# AIM OF THE TASK:
Your task is to give the data again, exactly, with every line intact.

# DATA EXTRACTS:
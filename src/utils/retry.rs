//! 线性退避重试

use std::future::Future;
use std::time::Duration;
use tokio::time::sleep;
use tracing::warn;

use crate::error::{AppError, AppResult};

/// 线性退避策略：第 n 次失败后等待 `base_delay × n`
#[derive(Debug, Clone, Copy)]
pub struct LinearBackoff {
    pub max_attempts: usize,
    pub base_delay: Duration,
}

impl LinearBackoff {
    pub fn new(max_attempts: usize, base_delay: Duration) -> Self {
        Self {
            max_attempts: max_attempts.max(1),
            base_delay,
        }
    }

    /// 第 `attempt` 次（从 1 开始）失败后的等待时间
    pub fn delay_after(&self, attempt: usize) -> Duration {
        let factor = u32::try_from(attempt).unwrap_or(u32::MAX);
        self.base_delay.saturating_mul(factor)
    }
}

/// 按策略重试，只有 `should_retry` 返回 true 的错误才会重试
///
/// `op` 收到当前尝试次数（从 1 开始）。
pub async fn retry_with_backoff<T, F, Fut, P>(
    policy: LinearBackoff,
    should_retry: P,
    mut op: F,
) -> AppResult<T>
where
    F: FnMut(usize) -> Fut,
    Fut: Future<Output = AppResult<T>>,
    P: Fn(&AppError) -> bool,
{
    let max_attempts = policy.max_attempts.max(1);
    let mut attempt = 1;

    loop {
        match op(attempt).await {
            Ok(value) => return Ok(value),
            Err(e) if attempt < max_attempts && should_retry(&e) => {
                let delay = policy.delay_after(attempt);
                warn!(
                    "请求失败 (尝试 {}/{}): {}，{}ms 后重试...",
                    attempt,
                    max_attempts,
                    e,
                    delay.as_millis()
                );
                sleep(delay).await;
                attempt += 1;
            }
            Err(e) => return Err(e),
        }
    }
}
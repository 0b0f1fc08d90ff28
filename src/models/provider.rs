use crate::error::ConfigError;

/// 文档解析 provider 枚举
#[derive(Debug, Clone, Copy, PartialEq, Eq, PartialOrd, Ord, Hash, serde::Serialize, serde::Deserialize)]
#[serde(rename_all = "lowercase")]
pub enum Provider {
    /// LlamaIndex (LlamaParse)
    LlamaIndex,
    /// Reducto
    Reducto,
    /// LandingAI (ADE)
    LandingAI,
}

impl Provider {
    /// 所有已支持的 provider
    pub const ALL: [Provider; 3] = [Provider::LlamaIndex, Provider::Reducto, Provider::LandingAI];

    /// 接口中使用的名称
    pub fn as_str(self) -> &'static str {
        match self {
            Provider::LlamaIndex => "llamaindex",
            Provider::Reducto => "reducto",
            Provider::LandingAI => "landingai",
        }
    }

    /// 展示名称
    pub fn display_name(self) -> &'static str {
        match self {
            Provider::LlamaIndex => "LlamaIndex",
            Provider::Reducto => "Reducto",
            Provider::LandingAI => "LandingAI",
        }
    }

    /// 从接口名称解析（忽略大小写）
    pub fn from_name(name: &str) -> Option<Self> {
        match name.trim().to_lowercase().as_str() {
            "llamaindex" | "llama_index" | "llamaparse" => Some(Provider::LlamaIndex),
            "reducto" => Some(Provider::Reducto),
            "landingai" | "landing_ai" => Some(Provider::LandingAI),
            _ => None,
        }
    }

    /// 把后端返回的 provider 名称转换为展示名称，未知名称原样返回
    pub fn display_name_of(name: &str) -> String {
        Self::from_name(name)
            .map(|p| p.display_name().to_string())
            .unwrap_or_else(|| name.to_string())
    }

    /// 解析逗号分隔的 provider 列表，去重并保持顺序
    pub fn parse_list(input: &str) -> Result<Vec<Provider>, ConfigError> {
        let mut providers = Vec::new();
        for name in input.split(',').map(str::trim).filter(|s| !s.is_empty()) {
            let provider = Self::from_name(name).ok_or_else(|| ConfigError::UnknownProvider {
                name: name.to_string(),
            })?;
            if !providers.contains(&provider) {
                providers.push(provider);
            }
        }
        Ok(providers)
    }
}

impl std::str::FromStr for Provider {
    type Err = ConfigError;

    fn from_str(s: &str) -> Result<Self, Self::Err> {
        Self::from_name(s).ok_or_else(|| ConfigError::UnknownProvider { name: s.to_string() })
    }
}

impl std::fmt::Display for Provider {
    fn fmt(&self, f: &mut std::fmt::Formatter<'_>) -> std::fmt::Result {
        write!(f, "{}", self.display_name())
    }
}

# EXERCISE ANSWER:
filename src/utils/retry.rs
//! 线性退避重试

use std::future::Future;
use std::time::Duration;
use tokio::time::sleep;
use tracing::warn;

use crate::error::{AppError, AppResult};

/// 线性退避策略：第 n 次失败后等待 `base_delay × n`
#[derive(Debug, Clone, Copy)]
pub struct LinearBackoff {
    pub max_attempts: usize,
    pub base_delay: Duration,
}

impl LinearBackoff {
    pub fn new(max_attempts: usize, base_delay: Duration) -> Self {
        Self {
            max_attempts: max_attempts.max(1),
            base_delay,
        }
    }

    /// 第 `attempt` 次（从 1 开始）失败后的等待时间
    pub fn delay_after(&self, attempt: usize) -> Duration {
        let factor = u32::try_from(attempt).unwrap_or(u32::MAX);
        self.base_delay.saturating_mul(factor)
    }
}

/// 按策略重试，只有 `should_retry` 返回 true 的错误才会重试
///
/// `op` 收到当前尝试次数（从 1 开始）。
pub async fn retry_with_backoff<T, F, Fut, P>(
    policy: LinearBackoff,
    should_retry: P,
    mut op: F,
) -> AppResult<T>
where
    F: FnMut(usize) -> Fut,
    Fut: Future<Output = AppResult<T>>,
    P: Fn(&AppError) -> bool,
{
    let max_attempts = policy.max_attempts.max(1);
    let mut attempt = 1;

    loop {
        match op(attempt).await {
            Ok(value) => return Ok(value),
            Err(e) if attempt < max_attempts && should_retry(&e) => {
                let delay = policy.delay_after(attempt);
                warn!(
                    "请求失败 (尝试 {}/{}): {}，{}ms 后重试...",
                    attempt,
                    max_attempts,
                    e,
                    delay.as_millis()
                );
                sleep(delay).await;
                attempt += 1;
            }
            Err(e) => return Err(e),
        }
    }
}
repository 0b0f1fc08d90ff28
filename src/models/provider.rs
use crate::error::ConfigError;

/// 文档解析 provider 枚举
#[derive(Debug, Clone, Copy, PartialEq, Eq, PartialOrd, Ord, Hash, serde::Serialize, serde::Deserialize)]
#[serde(rename_all = "lowercase")]
pub enum Provider {
    /// LlamaIndex (LlamaParse)
    LlamaIndex,
    /// Reducto
    Reducto,
    /// LandingAI (ADE)
    LandingAI,
}

impl Provider {
    /// 所有已支持的 provider
    pub const ALL: [Provider; 3] = [Provider::LlamaIndex, Provider::Reducto, Provider::LandingAI];

    /// 接口中使用的名称
    pub fn as_str(self) -> &'static str {
        match self {
            Provider::LlamaIndex => "llamaindex",
            Provider::Reducto => "reducto",
            Provider::LandingAI => "landingai",
        }
    }

    /// 展示名称
    pub fn display_name(self) -> &'static str {
        match self {
            Provider::LlamaIndex => "LlamaIndex",
            Provider::Reducto => "Reducto",
            Provider::LandingAI => "LandingAI",
        }
    }

    /// 从接口名称解析（忽略大小写）
    pub fn from_name(name: &str) -> Option<Self> {
        match name.trim().to_lowercase().as_str() {
            "llamaindex" | "llama_index" | "llamaparse" => Some(Provider::LlamaIndex),
            "reducto" => Some(Provider::Reducto),
            "landingai" | "landing_ai" => Some(Provider::LandingAI),
            _ => None,
        }
    }

    /// 把后端返回的 provider 名称转换为展示名称，未知名称原样返回
    pub fn display_name_of(name: &str) -> String {
        Self::from_name(name)
            .map(|p| p.display_name().to_string())
            .unwrap_or_else(|| name.to_string())
    }

    /// 解析逗号分隔的 provider 列表，去重并保持顺序
    pub fn parse_list(input: &str) -> Result<Vec<Provider>, ConfigError> {
        let mut providers = Vec::new();
        for name in input.split(',').map(str::trim).filter(|s| !s.is_empty()) {
            let provider = Self::from_name(name).ok_or_else(|| ConfigError::UnknownProvider {
                name: name.to_string(),
            })?;
            if !providers.contains(&provider) {
                providers.push(provider);
            }
        }
        Ok(providers)
    }
}

impl std::str::FromStr for Provider {
    type Err = ConfigError;

    fn from_str(s: &str) -> Result<Self, Self::Err> {
        Self::from_name(s).ok_or_else(|| ConfigError::UnknownProvider { name: s.to_string() })
    }
}

impl std::fmt::Display for Provider {
    fn fmt(&self, f: &mut std::fmt::Formatter<'_>) -> std::fmt::Result {
        write!(f, "{}", self.display_name())
    }
}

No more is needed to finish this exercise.